§ YOUR ASSIGNMENT
Check each line of the entries for "ProductCatalog" and report the ones that have it.

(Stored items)
use std::time::Duration;

use actix_web::{http::KeepAlive, middleware::Logger, web, App, HttpServer};
use dukkan_engine::{
    events::EventBus,
    LedgerStore,
    NotificationStore,
    Notifier,
    OrderLedgerApi,
    PaymentIntakeApi,
    ProductCatalog,
    PushTokenStore,
    SqliteDatabase,
};
use log::*;

use crate::{
    auth::AuthState,
    config::{ServerConfig, WebhookConfig},
    errors::ServerError,
    integrations::{channels_from_config, kuraimi::KuraimiClient},
    middleware::HmacMiddlewareFactory,
    payment_routes,
    proof_store::FsProofStore,
    routes,
};

pub async fn run_server(config: ServerConfig) -> Result<(), ServerError> {
    let db = SqliteDatabase::new_with_url(&config.database_url, 25)
        .await
        .map_err(|e| ServerError::InitializeError(e.to_string()))?;
    db.migrate().await.map_err(|e| ServerError::InitializeError(e.to_string()))?;
    let srv = create_server_instance(config, db)?;
    srv.await.map_err(|e| ServerError::Unspecified(e.to_string()))
}

pub fn create_server_instance(
    config: ServerConfig,
    db: SqliteDatabase,
) -> Result<actix_web::dev::Server, ServerError> {
    // One bus and one notifier for the whole server. Worker factories clone them, so every worker publishes into the
    // same subscriber registry.
    let bus = EventBus::new();
    let notifier = Notifier::new(db.clone(), bus.clone(), channels_from_config(&config.channels));
    let kuraimi = KuraimiClient::from_config(&config.kuraimi)
        .map_err(|e| ServerError::InitializeError(e.to_string()))?;
    info!("💻️ Server instance created for {}:{}", config.host, config.port);
    let host = config.host.clone();
    let port = config.port;
    let srv = HttpServer::new(move || {
        let ledger = OrderLedgerApi::new(db.clone());
        let intake = PaymentIntakeApi::new(db.clone(), notifier.clone());
        let auth_state = AuthState::new(&config.auth);
        let proofs = FsProofStore::new(config.proof_dir.as_str());
        App::new()
            .wrap(Logger::new("%t (%D ms) %s %a %{Host}i %U").log_target("dkn::access_log"))
            .app_data(web::Data::new(ledger))
            .app_data(web::Data::new(intake))
            .app_data(web::Data::new(notifier.clone()))
            .app_data(web::Data::new(bus.clone()))
            .app_data(web::Data::new(auth_state))
            .app_data(web::Data::new(proofs))
            .app_data(web::Data::new(kuraimi.clone()))
            .configure(|cfg| register_routes::<SqliteDatabase>(cfg, &config.webhook))
    })
    .keep_alive(KeepAlive::Timeout(Duration::from_secs(600)))
    .bind((host.as_str(), port))?
    .run();
    Ok(srv)
}

/// Registers every route on the app. Shared between the server factory and the endpoint tests so both always exercise
/// the same routing table, including the HMAC guard on the webhook scope.
pub fn register_routes<B>(cfg: &mut web::ServiceConfig, webhook: &WebhookConfig)
where B: LedgerStore + ProductCatalog + NotificationStore + PushTokenStore + Send + Sync + 'static {
    let webhook_scope = web::scope("/webhooks")
        .wrap(HmacMiddlewareFactory::new(&webhook.header, webhook.secret.clone()))
        .route("/kuraimi", web::post().to(payment_routes::kuraimi_webhook::<B>));
    cfg.service(routes::health)
        .route("/cart/{user_id}", web::get().to(routes::cart::<B>))
        .route("/cart/{user_id}/add", web::post().to(routes::cart_add::<B>))
        .route("/cart/{user_id}/remove", web::post().to(routes::cart_remove::<B>))
        .route("/cart/{user_id}/checkout", web::post().to(routes::cart_checkout::<B>))
        .route("/orders/create", web::post().to(routes::create_order::<B>))
        .route("/orders/{user_id}", web::get().to(routes::orders_for_user::<B>))
        .route("/orders/{id}/upload-proof", web::post().to(payment_routes::upload_proof::<B>))
        .route("/admin/orders/{id}/confirm-payment", web::post().to(payment_routes::confirm_payment::<B>))
        .route("/payments/kuraimi/create", web::post().to(payment_routes::kuraimi_create::<B>))
        .route("/notifications", web::get().to(routes::notifications::<B>))
        .route("/notifications/mark-all-read", web::post().to(routes::notifications_mark_all_read::<B>))
        .route("/notifications/{id}/read", web::post().to(routes::notification_read::<B>))
        .route("/events", web::get().to(routes::events))
        .route("/fcm/register", web::post().to(routes::fcm_register::<B>))
        .route("/fcm/unregister", web::post().to(routes::fcm_unregister::<B>))
        .route("/auth/token", web::post().to(routes::auth_token))
        .service(webhook_scope);
}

§ ANSWER TO THIS PROBLEM
    ProductCatalog,
where B: LedgerStore + ProductCatalog + NotificationStore + PushTokenStore + Send + Sync + 'static {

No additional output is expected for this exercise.